Capítulo 1: El Destello en la Penumbra
La memoria es un territorio brumoso y caprichoso; a veces adquiere la densidad del humo de un candil cuando flota, vacilante, sobre el relieve de una pared de adobe. Nací en un rincón apartado de la geografía, un poblado humilde que parecía suspendido en un tiempo olvidado por el progreso. En aquel mapa de ausencias, las palabras «luz» y «agua» no designaban el chasquido de un interruptor ni el girar de una llave; eran, más bien, milagros lejanos que debían buscarse con la fuerza de los brazos y la firmeza del lomo.
En mi hogar, la penumbra de la noche no se combatía con electricidad, sino con la débil llama de un candil de kerosene. Aquella pequeña chispa era nuestro sol doméstico. A su alrededor cenábamos, nos mirábamos en silencio y yo, desde la inocencia, intentaba otear el horizonte más allá de las fronteras invisibles de nuestra pobreza. El olor penetrante del combustible impregnaba la ropa y se colaba en los sueños, recordándonos a cada instante nuestra condición: éramos gente de brega, hombres y mujeres moldeados para caminar en la oscuridad.

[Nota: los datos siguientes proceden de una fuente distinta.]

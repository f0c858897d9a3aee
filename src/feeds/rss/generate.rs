use super::{Category, Cloud, Enclosure, Feed, Guid, Image, Item, Source, TextInput};
use crate::config::GenerateOptions;
use crate::error::{FeedError, Format};
use crate::namespaces::{
    acast, atom, content, dc, georss, itunes, media, podcast, slash, sy, NamespaceTable,
};
use crate::tree::{write_document, Node, Value};
use crate::util::{
    generate_array_of, generate_boolean, generate_cdata_string, generate_namespace_attrs,
    generate_number, generate_plain_string, generate_rfc822_date, generate_text_or_cdata_string,
};

/// Generates an RSS 2.0 document.
///
/// The root carries `version="2.0"` plus one `xmlns:prefix` declaration per
/// namespace actually used in the channel. Unless `options.lenient` is set,
/// the channel needs `title`, `link` and `description`, and every item
/// needs a `title` or a `description`.
///
/// # Errors
///
/// - [`FeedError::MissingField`] when strict validation fails
/// - [`FeedError::InvalidInput`] when nothing could be generated at all
/// - [`FeedError::Write`] if serialization fails
pub fn generate(feed: &Feed, options: &GenerateOptions) -> Result<String, FeedError> {
    if !options.lenient {
        validate(feed)?;
    }

    let channel = generate_channel(feed).ok_or(FeedError::InvalidInput(Format::Rss))?;
    let rss = Node::new()
        .with("@version", Some("2.0"))
        .merge(generate_namespace_attrs(&channel, NamespaceTable::standard()))
        .with("channel", Some(channel));

    write_document(&Node::new().with("rss", Some(rss)), options)
}

fn missing(field: &'static str) -> FeedError {
    FeedError::MissingField {
        format: Format::Rss,
        field,
    }
}

fn validate(feed: &Feed) -> Result<(), FeedError> {
    feed.title.as_ref().ok_or_else(|| missing("title"))?;
    feed.link.as_ref().ok_or_else(|| missing("link"))?;
    feed.description.as_ref().ok_or_else(|| missing("description"))?;
    for item in feed.items.iter().flatten() {
        if item.title.is_none() && item.description.is_none() {
            return Err(missing("item.title"));
        }
    }
    Ok(())
}

fn generate_channel(feed: &Feed) -> Option<Node> {
    Node::new()
        .with("title", generate_cdata_string(feed.title.as_deref()))
        .with("link", generate_plain_string(feed.link.as_deref()))
        .with("description", generate_cdata_string(feed.description.as_deref()))
        .with("language", generate_plain_string(feed.language.as_deref()))
        .with("copyright", generate_cdata_string(feed.copyright.as_deref()))
        .with("managingEditor", generate_plain_string(feed.managing_editor.as_deref()))
        .with("webMaster", generate_plain_string(feed.web_master.as_deref()))
        .with("pubDate", generate_rfc822_date(feed.pub_date))
        .with("lastBuildDate", generate_rfc822_date(feed.last_build_date))
        .with("category", generate_array_of(feed.categories.as_deref(), generate_category))
        .with("generator", generate_plain_string(feed.generator.as_deref()))
        .with("docs", generate_plain_string(feed.docs.as_deref()))
        .with("cloud", feed.cloud.as_ref().and_then(generate_cloud))
        .with("ttl", generate_number(feed.ttl))
        .with("image", feed.image.as_ref().and_then(generate_image))
        .with("rating", generate_plain_string(feed.rating.as_deref()))
        .with("textInput", feed.text_input.as_ref().and_then(generate_text_input))
        .with("skipHours", generate_wrapped_list("hour", feed.skip_hours.as_deref(), |hour| {
            generate_number(Some(*hour))
        }))
        .with("skipDays", generate_wrapped_list("day", feed.skip_days.as_deref(), |day| {
            generate_plain_string(Some(day.as_str()))
        }))
        .merge(feed.atom.as_ref().and_then(atom::generate_feed))
        .merge(feed.dc.as_ref().and_then(dc::generate_item_or_feed))
        .merge(feed.sy.as_ref().and_then(sy::generate_feed))
        .merge(feed.itunes.as_ref().and_then(itunes::generate_feed))
        .merge(feed.podcast.as_ref().and_then(podcast::generate_feed))
        .merge(feed.media.as_ref().and_then(media::generate_item_or_feed))
        .merge(feed.georss.as_ref().and_then(georss::generate_item_or_feed))
        .merge(feed.acast.as_ref().and_then(acast::generate_feed))
        .with("item", generate_array_of(feed.items.as_deref(), generate_item))
        .trimmed()
}

fn generate_item(item: &Item) -> Option<Value> {
    Node::new()
        .with("title", generate_cdata_string(item.title.as_deref()))
        .with("link", generate_plain_string(item.link.as_deref()))
        .with("description", generate_cdata_string(item.description.as_deref()))
        .with("author", generate_array_of(item.authors.as_deref(), |author: &String| {
            generate_plain_string(Some(author.as_str()))
        }))
        .with("category", generate_array_of(item.categories.as_deref(), generate_category))
        .with("comments", generate_plain_string(item.comments.as_deref()))
        .with("enclosure", generate_array_of(item.enclosures.as_deref(), generate_enclosure))
        .with("guid", item.guid.as_ref().and_then(generate_guid))
        .with("pubDate", generate_rfc822_date(item.pub_date))
        .with("source", item.source.as_ref().and_then(generate_source))
        .merge(item.content.as_ref().and_then(content::generate_item))
        .merge(item.atom.as_ref().and_then(atom::generate_entry))
        .merge(item.dc.as_ref().and_then(dc::generate_item_or_feed))
        .merge(item.slash.as_ref().and_then(slash::generate_item))
        .merge(item.itunes.as_ref().and_then(itunes::generate_item))
        .merge(item.podcast.as_ref().and_then(podcast::generate_item))
        .merge(item.media.as_ref().and_then(media::generate_item_or_feed))
        .merge(item.georss.as_ref().and_then(georss::generate_item_or_feed))
        .merge(item.acast.as_ref().and_then(acast::generate_item))
        .into_value()
}

/// `<skipHours><hour>1</hour>...</skipHours>` style containers.
fn generate_wrapped_list<T>(
    child: &str,
    values: Option<&[T]>,
    generate: impl Fn(&T) -> Option<Value>,
) -> Option<Value> {
    let items = generate_array_of(values, generate)?;
    Node::new().with(child, Some(items)).into_value()
}

fn generate_category(category: &Category) -> Option<Value> {
    let name = generate_text_or_cdata_string(category.name.as_deref());
    match generate_plain_string(category.domain.as_deref()) {
        Some(domain) => Node::new()
            .with("@domain", Some(domain))
            .with_entry(name)
            .into_value(),
        None => generate_cdata_string(category.name.as_deref()),
    }
}

fn generate_cloud(cloud: &Cloud) -> Option<Value> {
    Node::new()
        .with("@domain", generate_plain_string(cloud.domain.as_deref()))
        .with("@port", generate_number(cloud.port))
        .with("@path", generate_plain_string(cloud.path.as_deref()))
        .with(
            "@registerProcedure",
            generate_plain_string(cloud.register_procedure.as_deref()),
        )
        .with("@protocol", generate_plain_string(cloud.protocol.as_deref()))
        .into_value()
}

fn generate_image(image: &Image) -> Option<Value> {
    Node::new()
        .with("url", generate_plain_string(image.url.as_deref()))
        .with("title", generate_cdata_string(image.title.as_deref()))
        .with("link", generate_plain_string(image.link.as_deref()))
        .with("description", generate_cdata_string(image.description.as_deref()))
        .with("height", generate_number(image.height))
        .with("width", generate_number(image.width))
        .into_value()
}

fn generate_text_input(text_input: &TextInput) -> Option<Value> {
    Node::new()
        .with("title", generate_cdata_string(text_input.title.as_deref()))
        .with("description", generate_cdata_string(text_input.description.as_deref()))
        .with("name", generate_plain_string(text_input.name.as_deref()))
        .with("link", generate_plain_string(text_input.link.as_deref()))
        .into_value()
}

fn generate_enclosure(enclosure: &Enclosure) -> Option<Value> {
    Node::new()
        .with("@url", generate_plain_string(enclosure.url.as_deref()))
        .with("@length", generate_number(enclosure.length))
        .with("@type", generate_plain_string(enclosure.kind.as_deref()))
        .into_value()
}

fn generate_guid(guid: &Guid) -> Option<Value> {
    let value = generate_text_or_cdata_string(guid.value.as_deref())?;
    match generate_boolean(guid.is_perma_link) {
        Some(is_perma_link) => Node::new()
            .with("@isPermaLink", Some(is_perma_link))
            .with_entry(Some(value))
            .into_value(),
        None => Some(value.1),
    }
}

fn generate_source(source: &Source) -> Option<Value> {
    Node::new()
        .with("@url", generate_plain_string(source.url.as_deref()))
        .with_entry(generate_text_or_cdata_string(source.title.as_deref()))
        .into_value()
}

El agua representaba otra batalla cotidiana. No fluía por tuberías; requería ir a buscarla, custodiarla como si fuese oro líquido y aprender, desde la más temprana infancia, que cada gota cargaba un precio medido en sudor. Y sin embargo, en medio de esa desnudez material, se respiraba una pureza serena que acaso solo logra comprender quien lo ha carecido de todo.
Mis padres habitaban la casa, pero la sombra de una grieta insalvable comenzaba a proyectarse sobre nosotros. Yo era un niño observador, consciente de las privaciones, pero ignorante aún de que aquel suelo árido y esas noches en vela estaban templando en mi interior una voluntad de hierro. No poseíamos nada tangible; pero en la quietud de ese pueblo, entre el aroma a tierra húmeda y el calor del candil, comenzó a germinar una convicción inamovible: yo no me quedaría en la penumbra. No sabía el método ni el momento, pero comprendí que la oscuridad no dictaría mi destino.